::: DATA UNDER STUDY
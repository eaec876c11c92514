//! TLS material for the registry, issued by the certificate controller.
use std::{path::{Path, PathBuf}, sync::Arc};

use async_trait::async_trait;
use ephreg_model::{
    Labels, RunNames, SecretRef, TlsMounts,
    constants::{CA_FILE, CERT_FILE, KEY_FILE},
};
use kube::api::DynamicObject;
use serde_json::json;
use tracing::{info, instrument};

use crate::{
    cluster::{ClusterClient, ClusterError, ClusterObject, ObjectKey, ObjectKind, ensure_created},
    fsutil,
    installer::ControllerInstaller,
    stage::{Stage, StageContext, StageError},
    store::keys::{TLS_MOUNTS, TLS_SECRET},
};

/// Installs the certificate controller and requests a serving certificate.
///
/// Publishes [`TLS_SECRET`] and [`TLS_MOUNTS`] without waiting for the
/// controller to fill the secret: the registry pod cannot start before the
/// secret exists and the readiness deadline covers issuance.
pub struct TlsStage {
    installer: Arc<dyn ControllerInstaller>,
}

impl TlsStage {
    pub fn new(installer: Arc<dyn ControllerInstaller>) -> Self {
        Self { installer }
    }
}

#[async_trait]
impl Stage for TlsStage {
    fn name(&self) -> &'static str {
        "tls"
    }

    #[instrument(level = "debug", skip_all, fields(stage = "tls"))]
    async fn run(&self, ctx: &StageContext) -> Result<(), StageError> {
        let names = ctx.names();

        info!(controller = self.installer.name(), "installing certificate controller");
        self.installer.install(ctx.cancel()).await?;

        let cluster = ctx.cluster().as_ref();
        let issuer = issuer(names)?;
        ensure_created(cluster, issuer)
            .await
            .map_err(|e| StageError::create_failed(names.issuer(), e))?;

        let certificate = certificate(names)?;
        ensure_created(cluster, certificate)
            .await
            .map_err(|e| StageError::create_failed(names.certificate(), e))?;

        TLS_SECRET.set(ctx.store(), SecretRef::new(names.tls_secret()))?;
        TLS_MOUNTS.set(ctx.store(), TlsMounts::default())?;

        info!(secret = names.tls_secret(), host = %names.fqdn(), "certificate requested");
        Ok(())
    }
}

fn issuer(names: &RunNames) -> Result<ClusterObject, StageError> {
    let spec = json!({ "spec": { "selfSigned": {} } });
    Ok(ClusterObject::Issuer(dynamic(ObjectKind::Issuer, names, names.issuer(), spec)?))
}

fn certificate(names: &RunNames) -> Result<ClusterObject, StageError> {
    let fqdn = names.fqdn();
    let spec = json!({
        "spec": {
            "secretName": names.tls_secret(),
            "commonName": fqdn,
            "dnsNames": [fqdn],
            "isCA": false,
            "usages": ["server auth", "digital signature", "key encipherment"],
            "issuerRef": {
                "name": names.issuer(),
                "kind": "Issuer",
                "group": "cert-manager.io",
            },
        }
    });
    Ok(ClusterObject::Certificate(dynamic(
        ObjectKind::Certificate,
        names,
        names.certificate(),
        spec,
    )?))
}

fn dynamic(
    kind: ObjectKind,
    names: &RunNames,
    name: &str,
    data: serde_json::Value,
) -> Result<DynamicObject, StageError> {
    let ar = kind
        .custom_resource()
        .ok_or_else(|| StageError::Render(format!("{kind} is not a custom resource")))?;
    let mut obj = DynamicObject::new(name, &ar)
        .within(names.namespace())
        .data(data);
    obj.metadata.labels = Some(Labels::managed().into_inner());
    Ok(obj)
}

/// Local copies of the issued TLS files.
#[derive(Debug, Clone, PartialEq, Eq)]
pub struct TlsExport {
    pub ca: PathBuf,
    pub cert: PathBuf,
    pub key: PathBuf,
}

/// Copy the issued CA, certificate and key out of the TLS secret into `dir`.
///
/// Only the key is written owner-only. A self-signed secret without `ca.crt`
/// exports the certificate as its own CA.
pub async fn export_tls_material(
    cluster: &dyn ClusterClient,
    names: &RunNames,
    dir: &Path,
) -> Result<TlsExport, StageError> {
    let key = ObjectKey::namespaced(ObjectKind::Secret, names.namespace(), names.tls_secret());
    let obj = cluster.get(&key).await?;
    let data = obj
        .as_secret()
        .and_then(|s| s.data.as_ref())
        .ok_or_else(|| ClusterError::Invalid(format!("{key} has not been issued yet")))?;

    let field = |name: &str| {
        data.get(name)
            .map(|b| b.0.as_slice())
            .ok_or_else(|| ClusterError::Invalid(format!("{key} is missing '{name}'")))
    };
    let cert = field(CERT_FILE)?;
    let private_key = field(KEY_FILE)?;
    let ca = field(CA_FILE).unwrap_or(cert);

    let export = TlsExport {
        ca: dir.join(CA_FILE),
        cert: dir.join(CERT_FILE),
        key: dir.join(KEY_FILE),
    };
    fsutil::write_public(&export.ca, ca)
        .await
        .map_err(|e| StageError::io(&export.ca, e))?;
    fsutil::write_public(&export.cert, cert)
        .await
        .map_err(|e| StageError::io(&export.cert, e))?;
    fsutil::write_private(&export.key, private_key)
        .await
        .map_err(|e| StageError::io(&export.key, e))?;

    info!(dir = %dir.display(), "tls material exported");
    Ok(export)
}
::::::
PROBLEM DETAILS
Repeat all of the entries above exactly.

RESULT
repository eaec876c11c92514
//! TLS material for the registry, issued by the certificate controller.
use std::{path::{Path, PathBuf}, sync::Arc};

use async_trait::async_trait;
use ephreg_model::{
    Labels, RunNames, SecretRef, TlsMounts,
    constants::{CA_FILE, CERT_FILE, KEY_FILE},
};
use kube::api::DynamicObject;
use serde_json::json;
use tracing::{info, instrument};

use crate::{
    cluster::{ClusterClient, ClusterError, ClusterObject, ObjectKey, ObjectKind, ensure_created},
    fsutil,
    installer::ControllerInstaller,
    stage::{Stage, StageContext, StageError},
    store::keys::{TLS_MOUNTS, TLS_SECRET},
};

/// Installs the certificate controller and requests a serving certificate.
///
/// Publishes [`TLS_SECRET`] and [`TLS_MOUNTS`] without waiting for the
/// controller to fill the secret: the registry pod cannot start before the
/// secret exists and the readiness deadline covers issuance.
pub struct TlsStage {
    installer: Arc<dyn ControllerInstaller>,
}

impl TlsStage {
    pub fn new(installer: Arc<dyn ControllerInstaller>) -> Self {
        Self { installer }
    }
}

#[async_trait]
impl Stage for TlsStage {
    fn name(&self) -> &'static str {
        "tls"
    }

    #[instrument(level = "debug", skip_all, fields(stage = "tls"))]
    async fn run(&self, ctx: &StageContext) -> Result<(), StageError> {
        let names = ctx.names();

        info!(controller = self.installer.name(), "installing certificate controller");
        self.installer.install(ctx.cancel()).await?;

        let cluster = ctx.cluster().as_ref();
        let issuer = issuer(names)?;
        ensure_created(cluster, issuer)
            .await
            .map_err(|e| StageError::create_failed(names.issuer(), e))?;

        let certificate = certificate(names)?;
        ensure_created(cluster, certificate)
            .await
            .map_err(|e| StageError::create_failed(names.certificate(), e))?;

        TLS_SECRET.set(ctx.store(), SecretRef::new(names.tls_secret()))?;
        TLS_MOUNTS.set(ctx.store(), TlsMounts::default())?;

        info!(secret = names.tls_secret(), host = %names.fqdn(), "certificate requested");
        Ok(())
    }
}

fn issuer(names: &RunNames) -> Result<ClusterObject, StageError> {
    let spec = json!({ "spec": { "selfSigned": {} } });
    Ok(ClusterObject::Issuer(dynamic(ObjectKind::Issuer, names, names.issuer(), spec)?))
}

fn certificate(names: &RunNames) -> Result<ClusterObject, StageError> {
    let fqdn = names.fqdn();
    let spec = json!({
        "spec": {
            "secretName": names.tls_secret(),
            "commonName": fqdn,
            "dnsNames": [fqdn],
            "isCA": false,
            "usages": ["server auth", "digital signature", "key encipherment"],
            "issuerRef": {
                "name": names.issuer(),
                "kind": "Issuer",
                "group": "cert-manager.io",
            },
        }
    });
    Ok(ClusterObject::Certificate(dynamic(
        ObjectKind::Certificate,
        names,
        names.certificate(),
        spec,
    )?))
}

fn dynamic(
    kind: ObjectKind,
    names: &RunNames,
    name: &str,
    data: serde_json::Value,
) -> Result<DynamicObject, StageError> {
    let ar = kind
        .custom_resource()
        .ok_or_else(|| StageError::Render(format!("{kind} is not a custom resource")))?;
    let mut obj = DynamicObject::new(name, &ar)
        .within(names.namespace())
        .data(data);
    obj.metadata.labels = Some(Labels::managed().into_inner());
    Ok(obj)
}

/// Local copies of the issued TLS files.
#[derive(Debug, Clone, PartialEq, Eq)]
pub struct TlsExport {
    pub ca: PathBuf,
    pub cert: PathBuf,
    pub key: PathBuf,
}

/// Copy the issued CA, certificate and key out of the TLS secret into `dir`.
///
/// Only the key is written owner-only. A self-signed secret without `ca.crt`
/// exports the certificate as its own CA.
pub async fn export_tls_material(
    cluster: &dyn ClusterClient,
    names: &RunNames,
    dir: &Path,
) -> Result<TlsExport, StageError> {
    let key = ObjectKey::namespaced(ObjectKind::Secret, names.namespace(), names.tls_secret());
    let obj = cluster.get(&key).await?;
    let data = obj
        .as_secret()
        .and_then(|s| s.data.as_ref())
        .ok_or_else(|| ClusterError::Invalid(format!("{key} has not been issued yet")))?;

    let field = |name: &str| {
        data.get(name)
            .map(|b| b.0.as_slice())
            .ok_or_else(|| ClusterError::Invalid(format!("{key} is missing '{name}'")))
    };
    let cert = field(CERT_FILE)?;
    let private_key = field(KEY_FILE)?;
    let ca = field(CA_FILE).unwrap_or(cert);

    let export = TlsExport {
        ca: dir.join(CA_FILE),
        cert: dir.join(CERT_FILE),
        key: dir.join(KEY_FILE),
    };
    fsutil::write_public(&export.ca, ca)
        .await
        .map_err(|e| StageError::io(&export.ca, e))?;
    fsutil::write_public(&export.cert, cert)
        .await
        .map_err(|e| StageError::io(&export.cert, e))?;
    fsutil::write_private(&export.key, private_key)
        .await
        .map_err(|e| StageError::io(&export.key, e))?;

    info!(dir = %dir.display(), "tls material exported");
    Ok(export)
}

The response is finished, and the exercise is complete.